- Developer: MoaCube
- Publisher: MoaCube
- Programmer: Tom Grochowiak
- Artist: Gracjana Zielinska
- Writers: Hubert Sobecki, Agnieszka Mulak
- Composer: Rob Westwood
- Engine: GameMaker Studio
- Platforms: Windows, MacOS
- Release: February 11, 2016
- Genre: Visual novel
- Mode: Single-player

= Solstice (2016 video game) =

Solstice is a fantasy, mystery visual novel developed by the Polish indie studio MoaCube and released for Windows and MacOS on February 11, 2016. Set in a city in a remote frozen region that is completely isolated from the world, it revolves around an investigation into the disappearance of an archaeologist. The game received polarized reviews from critics, who praised its art and music, but had mixed opinions of its story.

== Plot ==
The game revolves around the first-person accounts of Galen, a doctor, and Yani, an engineer, who are outsiders sent to investigate a city that is isolated from the world for three months due to harsh cold weather. The city, constructed above hot springs, serves as an oasis, but after Lev, a neurotic archaeologist obsessed with the mysteries behind the city, disappears, betrayals and mechanical failures lead the main characters into a conspiracy that destabilizes the city.

== Gameplay ==
The game is a pure visual novel that progresses in a linear fashion and switches between protagonists at certain points in the story. It allows the player to make choices in response at various times, which may lead to one of four different endings, each with multiple variants. The game does not focus on romance, but includes optional romances, including a same-gender coupling.

== Development ==
The game was developed following the studio's previous release, Cinders. Upon release, the game's developers noted that its sales had mostly shifted to Steam and away from direct sales, resulting in them stating their disappointment about how they are now dependent on Steam.

== Reception ==
Neal Chandran of RPGFan rated the game an 88/100, calling it "another compelling visual novel from MoaCube". Stating that the game has a "twisted storyline, sumptuous graphics and evocative music", he nonetheless criticized "a few instances where the narrative is a little choppy". However, he praised the four separate endings of the game, saying they resulted in "immense replay value".

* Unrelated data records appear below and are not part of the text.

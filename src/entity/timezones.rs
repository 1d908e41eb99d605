use sea_orm::entity::prelude::*;

#[derive(Clone, Debug, PartialEq, DeriveEntityModel)]
#[sea_orm(table_name = "timezones")]
pub struct Model {
    #[sea_orm(primary_key, auto_increment = false)]
    pub id: Uuid,
    #[sea_orm(unique)]
    pub name: String,
    pub utc_offset: String,
    pub active: bool,
}

#[derive(Copy, Clone, Debug, EnumIter, DeriveRelation)]
pub enum Relation {}

impl ActiveModelBehavior for ActiveModel {}
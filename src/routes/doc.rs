use utoipa::{
    Modify, OpenApi,
    openapi::{
        self,
        OpenApi as OpenApiSpec,
        security::{ApiKey, ApiKeyValue, SecurityScheme},
    },
};
use utoipa_scalar::{Scalar, Servable};

use crate::{
    dto::{
        businesses::{BusinessList, CreateBusinessRequest},
        campaigns::{CampaignList, CreateCampaignRequest, UpdateCampaignRequest},
        digital_contacts::{CreateDigitalContactRequest, DigitalContactList},
        favorites::{
            CreateFavoriteRequest, FavoriteOffer, FavoriteProduct, FavoriteResponse,
            FavoriteStore, FavoritesPage,
        },
        products::{CreateProductRequest, LinkProductRequest},
        profile_image::{ProfileImageResponse, ProfileImageUpload},
        users::RegisterUserRequest,
    },
    middleware::auth::SESSION_TOKEN_HEADER,
    models::{
        Business, Campaign, CampaignProduct, Category, DigitalContact, FavoriteKind, Product,
        Timezone, User,
    },
    response::{ApiResponse, Meta},
    routes::{
        businesses, campaigns, categories, digital_contacts, favorites, health, products,
        profile_image, timezones, users,
    },
};

struct SecurityAddon;

impl Modify for SecurityAddon {
    fn modify(&self, openapi: &mut openapi::OpenApi) {
        let components = openapi.components.get_or_insert_with(Default::default);
        components.add_security_scheme(
            "session_token",
            SecurityScheme::ApiKey(ApiKey::Header(ApiKeyValue::new(SESSION_TOKEN_HEADER))),
        );
    }
}

#[derive(OpenApi)]
#[openapi(
    paths(
        health::health_check,
        businesses::create_business,
        businesses::get_business,
        businesses::list_user_businesses,
        businesses::delete_business,
        campaigns::list_campaigns,
        campaigns::get_campaign,
        campaigns::create_campaign,
        campaigns::update_campaign,
        categories::list_categories,
        categories::get_category,
        categories::list_subcategories,
        digital_contacts::list_digital_contacts,
        digital_contacts::get_digital_contact,
        digital_contacts::list_business_contacts,
        digital_contacts::create_digital_contact,
        favorites::list_favorites,
        favorites::add_favorite,
        favorites::remove_favorite,
        products::get_product,
        products::create_product,
        products::link_product,
        profile_image::upload_profile_image,
        timezones::list_active_timezones,
        timezones::list_all_timezones,
        users::register_user,
        users::get_user
    ),
    components(
        schemas(
            Business,
            Campaign,
            CampaignProduct,
            Category,
            DigitalContact,
            FavoriteKind,
            Product,
            Timezone,
            User,
            BusinessList,
            CreateBusinessRequest,
            CampaignList,
            CreateCampaignRequest,
            UpdateCampaignRequest,
            DigitalContactList,
            CreateDigitalContactRequest,
            CreateFavoriteRequest,
            FavoriteResponse,
            FavoriteStore,
            FavoriteProduct,
            FavoriteOffer,
            FavoritesPage,
            CreateProductRequest,
            LinkProductRequest,
            ProfileImageUpload,
            ProfileImageResponse,
            RegisterUserRequest,
            Meta,
            ApiResponse<Business>,
            ApiResponse<Campaign>,
            ApiResponse<FavoritesPage>
        )
    ),
    modifiers(&SecurityAddon),
    tags(
        (name = "Health", description = "Health check endpoint"),
        (name = "Businesses", description = "Stores and their owners"),
        (name = "Campaigns", description = "Offers run by businesses"),
        (name = "Categories", description = "Category tree"),
        (name = "Digital contacts", description = "Web and social contacts of a business"),
        (name = "Favorites", description = "Saved stores, products and offers"),
        (name = "Products", description = "Product endpoints"),
        (name = "Timezones", description = "Timezone reference data"),
        (name = "Users", description = "Registration and profile, proxied to the identity service"),
    )
)]
pub struct ApiDoc;

pub fn scalar_docs() -> Scalar<OpenApiSpec> {
    Scalar::with_url("/docs", ApiDoc::openapi())
}
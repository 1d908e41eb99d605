use axum::{
    Json, Router,
    extract::{
        Path, State,
        rejection::{JsonRejection, PathRejection},
    },
    http::StatusCode,
    routing::{get, post},
};
use uuid::Uuid;

use crate::{
    dto::businesses::{BusinessList, CreateBusinessRequest},
    error::AppResult,
    middleware::auth::AuthUser,
    models::Business,
    response::ApiResponse,
    services::business_service,
    state::AppState,
};

pub fn router() -> Router<AppState> {
    Router::new()
        .route("/", post(create_business))
        .route("/{id}", get(get_business).delete(delete_business))
        .route("/user/{user_id}", get(list_user_businesses))
}

#[utoipa::path(
    post,
    path = "/api/v1/businesses",
    request_body = CreateBusinessRequest,
    responses(
        (status = 201, description = "Business created", body = ApiResponse<Business>),
        (status = 400, description = "Bad Request"),
        (status = 404, description = "Category or timezone not found"),
        (status = 409, description = "Name or alias already taken")
    ),
    security(("session_token" = [])),
    tag = "Businesses"
)]
pub async fn create_business(
    State(state): State<AppState>,
    user: AuthUser,
    payload: Result<Json<CreateBusinessRequest>, JsonRejection>,
) -> AppResult<(StatusCode, Json<ApiResponse<Business>>)> {
    let Json(payload) = payload?;
    let resp = business_service::create_business(&state, &user, payload).await?;
    Ok((StatusCode::CREATED, Json(resp)))
}

#[utoipa::path(
    get,
    path = "/api/v1/businesses/{id}",
    params(
        ("id" = Uuid, Path, description = "Business ID")
    ),
    responses(
        (status = 200, description = "Business", body = ApiResponse<Business>),
        (status = 404, description = "Business not found")
    ),
    tag = "Businesses"
)]
pub async fn get_business(
    State(state): State<AppState>,
    id: Result<Path<Uuid>, PathRejection>,
) -> AppResult<Json<ApiResponse<Business>>> {
    let Path(id) = id?;
    let resp = business_service::get_business(&state, id).await?;
    Ok(Json(resp))
}

#[utoipa::path(
    get,
    path = "/api/v1/businesses/user/{user_id}",
    params(
        ("user_id" = Uuid, Path, description = "Owner user ID")
    ),
    responses(
        (status = 200, description = "Businesses owned by the user", body = ApiResponse<BusinessList>)
    ),
    tag = "Businesses"
)]
pub async fn list_user_businesses(
    State(state): State<AppState>,
    user_id: Result<Path<Uuid>, PathRejection>,
) -> AppResult<Json<ApiResponse<BusinessList>>> {
    let Path(user_id) = user_id?;
    let resp = business_service::list_user_businesses(&state, user_id).await?;
    Ok(Json(resp))
}

#[utoipa::path(
    delete,
    path = "/api/v1/businesses/{id}",
    params(
        ("id" = Uuid, Path, description = "Business ID")
    ),
    responses(
        (status = 200, description = "Business deleted", body = ApiResponse<serde_json::Value>),
        (status = 403, description = "Caller does not own the business"),
        (status = 404, description = "Business not found")
    ),
    security(("session_token" = [])),
    tag = "Businesses"
)]
pub async fn delete_business(
    State(state): State<AppState>,
    user: AuthUser,
    id: Result<Path<Uuid>, PathRejection>,
) -> AppResult<Json<ApiResponse<serde_json::Value>>> {
    let Path(id) = id?;
    let resp = business_service::delete_business(&state, &user, id).await?;
    Ok(Json(resp))
}
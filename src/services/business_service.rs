use uuid::Uuid;

use crate::{
    audit::log_audit,
    dto::businesses::{BusinessList, CreateBusinessRequest},
    error::{AppError, AppResult},
    middleware::auth::{AuthUser, ensure_owner},
    models::Business,
    response::{ApiResponse, Meta},
    services::now,
    state::AppState,
    validation::validate_name,
};

/// Lowercase URL slug of a business name.
pub fn slugify(name: &str) -> String {
    let mut slug = String::with_capacity(name.len());
    for ch in name.chars().flat_map(char::to_lowercase) {
        if ch.is_ascii_alphanumeric() {
            slug.push(ch);
        } else if !slug.is_empty() && !slug.ends_with('-') {
            slug.push('-');
        }
    }
    let slug = slug.trim_end_matches('-');
    if slug.is_empty() {
        "business".to_string()
    } else {
        slug.to_string()
    }
}

fn alias_candidate(base: &str, attempt: u32) -> String {
    if attempt == 0 {
        return base.to_string();
    }
    let suffix = Uuid::new_v4().simple().to_string();
    format!("{base}-{}", &suffix[..6])
}

/// Inserts the business under the first free alias. An alias taken between
/// the lookup and the insert moves on to the next candidate. Any other
/// conflict is returned as is.
async fn insert_with_alias(state: &AppState, mut business: Business) -> AppResult<Business> {
    let base = slugify(&business.name);
    let attempts = state.config.alias_max_attempts.max(1);

    for attempt in 0..attempts {
        let alias = alias_candidate(&base, attempt);
        if state.store.businesses.business_alias_exists(&alias).await? {
            tracing::debug!(alias = %alias, attempt, "alias taken");
            continue;
        }
        business.alias = alias;
        match state.store.businesses.insert_business(business.clone()).await? {
            Some(created) => return Ok(created),
            None => tracing::debug!(alias = %business.alias, attempt, "alias insert conflict"),
        }
    }

    Err(AppError::Conflict(format!(
        "could not allocate an alias for '{}'",
        business.name
    )))
}

pub async fn create_business(
    state: &AppState,
    user: &AuthUser,
    payload: CreateBusinessRequest,
) -> AppResult<ApiResponse<Business>> {
    let name = validate_name("name", &payload.name)?;

    if state.store.businesses.business_name_exists(&name).await? {
        return Err(AppError::Conflict(format!(
            "a business named '{name}' already exists"
        )));
    }
    if let Some(category_id) = payload.category_id {
        if state.store.categories.find_category(category_id).await?.is_none() {
            return Err(AppError::not_found("Category"));
        }
    }
    if let Some(timezone_id) = payload.timezone_id {
        if state.store.timezones.find_timezone(timezone_id).await?.is_none() {
            return Err(AppError::not_found("Timezone"));
        }
    }

    let timestamp = now();
    let business = insert_with_alias(
        state,
        Business {
            id: Uuid::new_v4(),
            owner_id: user.user_id,
            name,
            alias: String::new(),
            description: payload.description,
            category_id: payload.category_id,
            timezone_id: payload.timezone_id,
            active: true,
            created_at: timestamp,
            updated_at: timestamp,
        },
    )
    .await?;

    if let Err(err) = state
        .identity
        .assign_role(user.user_id, &state.config.business_role_id)
        .await
    {
        tracing::warn!(
            error = %err,
            user_id = %user.user_id,
            business_id = %business.id,
            "business owner role assignment failed"
        );
    }

    log_audit(
        state,
        Some(user.user_id),
        "business_create",
        Some("businesses"),
        Some(serde_json::json!({ "business_id": business.id, "alias": business.alias })),
    )
    .await;

    Ok(ApiResponse::success(
        "Business created",
        business,
        Some(Meta::empty()),
    ))
}

pub async fn get_business(state: &AppState, id: Uuid) -> AppResult<ApiResponse<Business>> {
    let business = state
        .store
        .businesses
        .find_business(id)
        .await?
        .ok_or_else(|| AppError::not_found("Business"))?;
    Ok(ApiResponse::success("Business", business, None))
}

pub async fn list_user_businesses(
    state: &AppState,
    owner_id: Uuid,
) -> AppResult<ApiResponse<BusinessList>> {
    let items = state
        .store
        .businesses
        .find_businesses_by_owner(owner_id)
        .await?;
    let total = items.len() as i64;
    Ok(ApiResponse::success(
        "Businesses",
        BusinessList { items },
        Some(Meta::total(total)),
    ))
}

pub async fn delete_business(
    state: &AppState,
    user: &AuthUser,
    id: Uuid,
) -> AppResult<ApiResponse<serde_json::Value>> {
    let business = state
        .store
        .businesses
        .find_business(id)
        .await?
        .ok_or_else(|| AppError::not_found("Business"))?;
    ensure_owner(user, business.owner_id)?;

    if !state.store.businesses.delete_business(id).await? {
        return Err(AppError::not_found("Business"));
    }

    log_audit(
        state,
        Some(user.user_id),
        "business_delete",
        Some("businesses"),
        Some(serde_json::json!({ "business_id": id })),
    )
    .await;

    Ok(ApiResponse::success(
        "Business deleted",
        serde_json::json!({}),
        Some(Meta::empty()),
    ))
}

#[cfg(test)]
mod tests {
    use super::*;

    #[test]
    fn slugs() {
        assert_eq!(slugify("Joe's Coffee & Tea"), "joe-s-coffee-tea");
        assert_eq!(slugify("  Bakery  "), "bakery");
        assert_eq!(slugify("Café Niño"), "caf-ni-o");
        assert_eq!(slugify("***"), "business");
    }

    #[test]
    fn later_alias_attempts_get_a_suffix() {
        assert_eq!(alias_candidate("shop", 0), "shop");
        let next = alias_candidate("shop", 1);
        assert!(next.starts_with("shop-"));
        assert_eq!(next.len(), "shop-".len() + 6);
    }
}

Ethan Gach of Kill Screen rated the game 66/100. Praising the game for its use of two main characters with unique personalities due to its separate writers, he nevertheless stated that the game's "penchant for playful melodrama and comedic banter" undercut the tension of the story.

Cassandra Khaw of USGamer said that the narrative "feels anything but rote", calling its underlying themes "far darker than what its fairy tale exterior would suggest". She also called the protagonists "some of the most unconventional heroes I've seen in a while". James Monkman of Indie Games Plus called the art "some of the most beautiful I've seen in a visual novel".